Para ele, o conhecimento histórico tem a ver unicamente com os "eventos"
históricos e suas concatenações, o que não redunda, porém, em
privilegiar a história política ou em regressar à velha história
factual, pois a história econômica, a social ou a das mentalidades não
são menos abordáveis em termos da diacronia. O estudo do "evento
histórico", por exemplo, da queda do Império e da proclamação da
República, é bem diverso do estudo da "situação" histórica, por exemplo,
o espírito da sociedade colonial, pois se trata de explicar um passado
de diacronias concatenadas. Os eventos relacionam-se intrinsecamente no
tempo, sob a forma de antecedentes e subsequentes, que nada têm a ver
com o binômio causas e consequências da velha historiografia. A
antecedência não constitui por si mesma uma relação significativa,
cabendo ao historiador determinar na série de antecedentes a conexão (ou
a "passagem de eventos", na terminologia de Oakeshott) que esteja
significativamente relacionada ao subsequente. Ora, relacionar eventos
intrinsecamente equivale a descartar as relações externas entre eles,
como são as de "causas", "fins", "acaso", "correlações", "analogias".
A
relação entre eventos históricos não é casual, intencional ou fortuita,
mas contingente, algo que se caracteriza pela contiguidade e pela
circunstancialidade. Oakeshott serve-se de uma metáfora, a do "muro
seco", construído em certas áreas rurais da Inglaterra mediante a
justaposição de pedras, fixadas não por meio da argamassa, mas pelos
respectivos formatos. A relação entre um evento antecedente e um evento
subsequente é de feito circunstancial. Eles não estão ligados pelo
cimento das causas e das leis e não exibem um padrão pré-designado,
motivo pelo qual a tarefa do historiador não consiste em deduzir ou em
induzir, mas em inferir. A passagem de eventos coloca o problema da
mudança, mas a mudança histórica não deve ser entendida no sentido da
combinação da identidade e da diferença, da estabilidade e da mutação,
de vez que o passado histórico se compõe apenas de mudanças, portanto
não havendo "lugar para uma identidade que não seja, ela própria, uma
diferença". Uma "história do Brasil" não é a narrativa das
transformações que no decurso de 500 anos afetaram uma entidade que,
numa parte irredutível de si mesma, permaneceu idêntica, a tão louvada
"identidade nacional". Ela é a narrativa das mudanças dessas mudanças,
ou seja, das mudanças que mudaram anteriores mudanças.
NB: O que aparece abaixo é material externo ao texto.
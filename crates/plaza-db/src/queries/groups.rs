use rusqlite::{Connection, Row, params};
use tracing::debug;
use uuid::Uuid;

use plaza_types::models::{MemberRole, RequestStatus};

use crate::error::{QueryExt, affected};
use crate::models::{
    BRIEF_COLUMNS, GroupRow, InvitationRow, JoinRequestRow, MemberRow, RowExt, UserBrief,
};
use crate::queries::page;
use crate::{Database, DbError, Result};

const GROUP_SELECT: &str = "
    SELECT g.id, g.creator_id, g.title, g.description, g.created_at,
           (SELECT COUNT(*) FROM group_members m WHERE m.group_id = g.id)
    FROM groups g";

const INVITATION_SELECT: &str = "
    SELECT i.id, i.group_id, g.title, i.inviter_id, i.invitee_id, i.status, i.created_at
    FROM group_invitations i
    JOIN groups g ON g.id = i.group_id";

fn join_request_select() -> String {
    format!(
        "SELECT r.id, r.group_id, r.status, r.created_at, {BRIEF_COLUMNS}
         FROM group_join_requests r
         JOIN users u ON u.id = r.user_id"
    )
}

impl GroupRow {
    fn from_row(row: &Row<'_>) -> rusqlite::Result<Self> {
        Ok(Self {
            id: row.parsed(0)?,
            creator_id: row.parsed(1)?,
            title: row.get(2)?,
            description: row.get(3)?,
            created_at: row.timestamp(4)?,
            member_count: row.get(5)?,
        })
    }
}

impl InvitationRow {
    fn from_row(row: &Row<'_>) -> rusqlite::Result<Self> {
        Ok(Self {
            id: row.parsed(0)?,
            group_id: row.parsed(1)?,
            group_title: row.get(2)?,
            inviter_id: row.parsed(3)?,
            invitee_id: row.parsed(4)?,
            status: row.parsed(5)?,
            created_at: row.timestamp(6)?,
        })
    }
}

impl JoinRequestRow {
    fn from_row(row: &Row<'_>) -> rusqlite::Result<Self> {
        Ok(Self {
            id: row.parsed(0)?,
            group_id: row.parsed(1)?,
            status: row.parsed(2)?,
            created_at: row.timestamp(3)?,
            user: UserBrief::from_row(row, 4)?,
        })
    }
}

/// Groups, their members, and the two ways in: invitations (member invites
/// a user) and join requests (user asks, an admin decides).
pub struct GroupRepository<'a> {
    db: &'a Database,
}

impl<'a> GroupRepository<'a> {
    pub(crate) fn new(db: &'a Database) -> Self {
        Self { db }
    }

    /// The creator joins as admin.
    pub fn create(&self, creator: Uuid, title: &str, description: &str) -> Result<GroupRow> {
        let id = Uuid::new_v4();

        self.db.with_conn_mut(|conn| {
            let tx = conn.unchecked_transaction()?;
            tx.execute(
                "INSERT INTO groups (id, creator_id, title, description) VALUES (?1, ?2, ?3, ?4)",
                params![id.to_string(), creator.to_string(), title, description],
            )?;
            insert_member(&tx, id, creator, MemberRole::Admin)?;
            tx.commit()?;

            query_group(conn, id)
        })
    }

    pub fn get(&self, id: Uuid) -> Result<GroupRow> {
        self.db.with_conn(|conn| query_group(conn, id))
    }

    pub fn list(&self, limit: u32, offset: u32) -> Result<Vec<GroupRow>> {
        self.db.with_conn(|conn| {
            let mut stmt = conn.prepare(&format!(
                "{GROUP_SELECT} ORDER BY g.created_at DESC, g.rowid DESC LIMIT ?1 OFFSET ?2"
            ))?;
            let rows = stmt
                .query_map(params![page(limit), offset], GroupRow::from_row)?
                .collect::<std::result::Result<Vec<_>, _>>()?;
            Ok(rows)
        })
    }

    /// Groups `user` belongs to.
    pub fn list_for_user(&self, user: Uuid) -> Result<Vec<GroupRow>> {
        self.db.with_conn(|conn| {
            let mut stmt = conn.prepare(&format!(
                "{GROUP_SELECT}
                 JOIN group_members gm ON gm.group_id = g.id
                 WHERE gm.user_id = ?1
                 ORDER BY gm.joined_at DESC"
            ))?;
            let rows = stmt
                .query_map([user.to_string()], GroupRow::from_row)?
                .collect::<std::result::Result<Vec<_>, _>>()?;
            Ok(rows)
        })
    }

    pub fn delete(&self, id: Uuid) -> Result<()> {
        self.db.with_conn_mut(|conn| {
            let rows = conn.execute("DELETE FROM groups WHERE id = ?1", [id.to_string()])?;
            affected(rows, "group")
        })
    }

    // -- Members --

    pub fn is_member(&self, group: Uuid, user: Uuid) -> Result<bool> {
        Ok(self.member_role(group, user)?.is_some())
    }

    pub fn member_role(&self, group: Uuid, user: Uuid) -> Result<Option<MemberRole>> {
        self.db.with_conn(|conn| query_role(conn, group, user))
    }

    pub fn list_members(&self, group: Uuid) -> Result<Vec<MemberRow>> {
        self.db.with_conn(|conn| {
            let mut stmt = conn.prepare(&format!(
                "SELECT gm.role, gm.joined_at, {BRIEF_COLUMNS}
                 FROM group_members gm
                 JOIN users u ON u.id = gm.user_id
                 WHERE gm.group_id = ?1
                 ORDER BY gm.joined_at ASC, gm.rowid ASC"
            ))?;
            let rows = stmt
                .query_map([group.to_string()], |row| {
                    Ok(MemberRow {
                        role: row.parsed(0)?,
                        joined_at: row.timestamp(1)?,
                        user: UserBrief::from_row(row, 2)?,
                    })
                })?
                .collect::<std::result::Result<Vec<_>, _>>()?;
            Ok(rows)
        })
    }

    pub fn member_ids(&self, group: Uuid) -> Result<Vec<Uuid>> {
        self.ids_where(group, "1 = 1")
    }

    pub fn admin_ids(&self, group: Uuid) -> Result<Vec<Uuid>> {
        self.ids_where(group, "role = 'admin'")
    }

    pub fn add_member(&self, group: Uuid, user: Uuid, role: MemberRole) -> Result<()> {
        self.db.with_conn_mut(|conn| insert_member(conn, group, user, role))
    }

    pub fn remove_member(&self, group: Uuid, user: Uuid) -> Result<()> {
        self.db.with_conn_mut(|conn| {
            let rows = conn.execute(
                "DELETE FROM group_members WHERE group_id = ?1 AND user_id = ?2",
                params![group.to_string(), user.to_string()],
            )?;
            affected(rows, "member")
        })
    }

    // -- Invitations --

    pub fn invite(&self, group: Uuid, inviter: Uuid, invitee: Uuid) -> Result<InvitationRow> {
        let id = Uuid::new_v4();

        self.db.with_conn_mut(|conn| {
            if query_role(conn, group, invitee)?.is_some() {
                return Err(DbError::AlreadyExists("member"));
            }

            conn.execute(
                "INSERT INTO group_invitations (id, group_id, inviter_id, invitee_id)
                 VALUES (?1, ?2, ?3, ?4)",
                params![
                    id.to_string(),
                    group.to_string(),
                    inviter.to_string(),
                    invitee.to_string()
                ],
            )
            .unique("invitation")?;

            query_invitation(conn, id)
        })
    }

    pub fn get_invitation(&self, id: Uuid) -> Result<InvitationRow> {
        self.db.with_conn(|conn| query_invitation(conn, id))
    }

    /// Only the invitee may answer, and only while the invitation is pending.
    /// Accepting adds the membership and settles any pending join request for
    /// the same pair in one transaction.
    pub fn respond_invitation(
        &self,
        id: Uuid,
        invitee: Uuid,
        accept: bool,
    ) -> Result<InvitationRow> {
        self.db.with_conn_mut(|conn| {
            let tx = conn.unchecked_transaction()?;

            let invitation = query_invitation(&tx, id)?;
            if invitation.invitee_id != invitee {
                return Err(DbError::NotFound("invitation"));
            }
            ensure_pending(invitation.status, "invitation")?;

            let status = if accept {
                RequestStatus::Accepted
            } else {
                RequestStatus::Rejected
            };
            tx.execute(
                "UPDATE group_invitations SET status = ?2 WHERE id = ?1",
                params![id.to_string(), status.as_str()],
            )?;

            if accept {
                join_group(&tx, invitation.group_id, invitee)?;
            }

            tx.commit()?;
            debug!("Invitation {} {}", id, status);
            query_invitation(conn, id)
        })
    }

    pub fn list_pending_invitations(&self, user: Uuid) -> Result<Vec<InvitationRow>> {
        self.db.with_conn(|conn| {
            let mut stmt = conn.prepare(&format!(
                "{INVITATION_SELECT}
                 WHERE i.invitee_id = ?1 AND i.status = 'pending'
                 ORDER BY i.created_at DESC"
            ))?;
            let rows = stmt
                .query_map([user.to_string()], InvitationRow::from_row)?
                .collect::<std::result::Result<Vec<_>, _>>()?;
            Ok(rows)
        })
    }

    // -- Join requests --

    pub fn request_join(&self, group: Uuid, user: Uuid) -> Result<JoinRequestRow> {
        let id = Uuid::new_v4();

        self.db.with_conn_mut(|conn| {
            if query_role(conn, group, user)?.is_some() {
                return Err(DbError::AlreadyExists("member"));
            }

            conn.execute(
                "INSERT INTO group_join_requests (id, group_id, user_id) VALUES (?1, ?2, ?3)",
                params![id.to_string(), group.to_string(), user.to_string()],
            )
            .unique("join request")?;

            query_join_request(conn, id)
        })
    }

    pub fn get_join_request(&self, id: Uuid) -> Result<JoinRequestRow> {
        self.db.with_conn(|conn| query_join_request(conn, id))
    }

    /// Callers check that the responder is a group admin.
    pub fn respond_join_request(&self, id: Uuid, accept: bool) -> Result<JoinRequestRow> {
        self.db.with_conn_mut(|conn| {
            let tx = conn.unchecked_transaction()?;

            let request = query_join_request(&tx, id)?;
            ensure_pending(request.status, "join request")?;

            let status = if accept {
                RequestStatus::Accepted
            } else {
                RequestStatus::Rejected
            };
            tx.execute(
                "UPDATE group_join_requests SET status = ?2 WHERE id = ?1",
                params![id.to_string(), status.as_str()],
            )?;

            if accept {
                join_group(&tx, request.group_id, request.user.id)?;
            }

            tx.commit()?;
            debug!("Join request {} {}", id, status);
            query_join_request(conn, id)
        })
    }

    pub fn list_pending_join_requests(&self, group: Uuid) -> Result<Vec<JoinRequestRow>> {
        self.db.with_conn(|conn| {
            let mut stmt = conn.prepare(&format!(
                "{} WHERE r.group_id = ?1 AND r.status = 'pending'
                 ORDER BY r.created_at ASC",
                join_request_select()
            ))?;
            let rows = stmt
                .query_map([group.to_string()], JoinRequestRow::from_row)?
                .collect::<std::result::Result<Vec<_>, _>>()?;
            Ok(rows)
        })
    }

    fn ids_where(&self, group: Uuid, filter: &str) -> Result<Vec<Uuid>> {
        self.db.with_conn(|conn| {
            let mut stmt = conn.prepare(&format!(
                "SELECT user_id FROM group_members WHERE group_id = ?1 AND {filter}"
            ))?;
            let rows = stmt
                .query_map([group.to_string()], |row| row.parsed(0))?
                .collect::<std::result::Result<Vec<_>, _>>()?;
            Ok(rows)
        })
    }
}

fn ensure_pending(status: RequestStatus, entity: &str) -> Result<()> {
    if status == RequestStatus::Pending {
        Ok(())
    } else {
        Err(DbError::InvalidState(format!("{entity} is already {status}")))
    }
}

/// Adds the membership and closes whichever other pending path into the
/// group the user had.
fn join_group(conn: &Connection, group: Uuid, user: Uuid) -> Result<()> {
    if query_role(conn, group, user)?.is_none() {
        insert_member(conn, group, user, MemberRole::Member)?;
    }

    conn.execute(
        "UPDATE group_invitations SET status = 'accepted'
         WHERE group_id = ?1 AND invitee_id = ?2 AND status = 'pending'",
        params![group.to_string(), user.to_string()],
    )?;
    conn.execute(
        "UPDATE group_join_requests SET status = 'accepted'
         WHERE group_id = ?1 AND user_id = ?2 AND status = 'pending'",
        params![group.to_string(), user.to_string()],
    )?;
    Ok(())
}

fn insert_member(conn: &Connection, group: Uuid, user: Uuid, role: MemberRole) -> Result<()> {
    conn.execute(
        "INSERT INTO group_members (group_id, user_id, role) VALUES (?1, ?2, ?3)",
        params![group.to_string(), user.to_string(), role.as_str()],
    )
    .unique("member")?;
    Ok(())
}

pub(crate) fn query_role(conn: &Connection, group: Uuid, user: Uuid) -> Result<Option<MemberRole>> {
    conn.query_row(
        "SELECT role FROM group_members WHERE group_id = ?1 AND user_id = ?2",
        params![group.to_string(), user.to_string()],
        |row| row.parsed(0),
    )
    .optional()
}

fn query_group(conn: &Connection, id: Uuid) -> Result<GroupRow> {
    conn.query_row(
        &format!("{GROUP_SELECT} WHERE g.id = ?1"),
        [id.to_string()],
        GroupRow::from_row,
    )
    .found("group")
}

fn query_invitation(conn: &Connection, id: Uuid) -> Result<InvitationRow> {
    conn.query_row(
        &format!("{INVITATION_SELECT} WHERE i.id = ?1"),
        [id.to_string()],
        InvitationRow::from_row,
    )
    .found("invitation")
}

fn query_join_request(conn: &Connection, id: Uuid) -> Result<JoinRequestRow> {
    conn.query_row(
        &format!("{} WHERE r.id = ?1", join_request_select()),
        [id.to_string()],
        JoinRequestRow::from_row,
    )
    .found("join request")
}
Por outro lado, a
mudança histórica não se coaduna com outros gêneros de mutação, como a
teleológica, que encara o passado como um processo predeterminado, mas
que não passa de um exercício profético. A mudança histórica tampouco é
compatível com a mudança orgânica ou com o evolucionismo. Como ocorre à
noção de causa, a idéia de evolução só sobrevive no vocabulário
histórico privada de acepção precisa.
A
argumentação de Oakeshott em favor de dissociar passado prático e
passado histórico leva a resultados decepcionantes, pois o estudo da
história está bem distante de corresponder a tal modelo. Desde sempre, o
conhecimento histórico é o produto de um compromisso entre o passado
prático e o histórico, que coexistem inevitavelmente nos livros de
história, de vez que mesmo as obras que se inspiram em preocupações
estritamente históricas contêm proposições de natureza prática e,
subsidiariamente, de natureza contemplativa ou estética. Trata-se de uma
dificuldade de monta, bem indicativa da precariedade do conhecimento
histórico. O homem viveu sempre imerso no passado prático, não no
histórico. Durante longo tempo, digamos até os séculos 18 e 19, a
humanidade existiu sem se dar conta do passado como algo distinto da sua
instrumentalização pela existência quotidiana, pois a Antiguidade
clássica e o Renascimento viram na história uma lição de coisas ou o
espelho dos príncipes. A visão prática do passado como a grande inimiga
do conhecimento histórico é difícil de derrotar, pois o permeou
duradouramente e continuará a fazê-lo, malgrado a constituição e o
amadurecimento das chamadas ciências históricas.
"Política retrospectiva"
Oakeshott
insurge-se contra a noção vigente de ser o nosso um tempo especialmente
consciente da historicidade, equívoco que decorre da tendência, mais
forte que em qualquer outra época, a relacionar presente e passado, numa
atitude oposta à do historiador, que deveria procurar cindi-los. O
homem atual não está realmente interessado no passado histórico, apenas
em fazer "política retrospectiva" mediante a formulação de julgamentos
que nascem precisamente da intenção de ler o passado de trás para a
frente.
Mas
a argumentação de Oakeshott não consegue dissipar no leitor a dúvida
sobre a viabilidade de extrair inteiramente o passado histórico do magma
do passado prático. Se alguém lograsse realizar o "desideratum"
oakshottiano, o provável é que sua obra se tornasse incompreensível até
para os historiadores não especializados no período.
O
livro de história será sempre uma tradução, melhor ou pior, pois se
destina, por definição, ao leitor de outro tempo; um equilíbrio
precário, uma mistura de passado e presente, embora dosada de diferentes
maneiras, consoante inclusive as predisposições ideológicas e o grau de
competência do historiador. Contudo a impossibilidade de separá-los por
completo não lhe deve servir de álibi para que capitule diante do
passado prático. Seu dever consiste em reduzir a taxa de colesterol
ruim, vale dizer, o quociente de passado prático no passado histórico.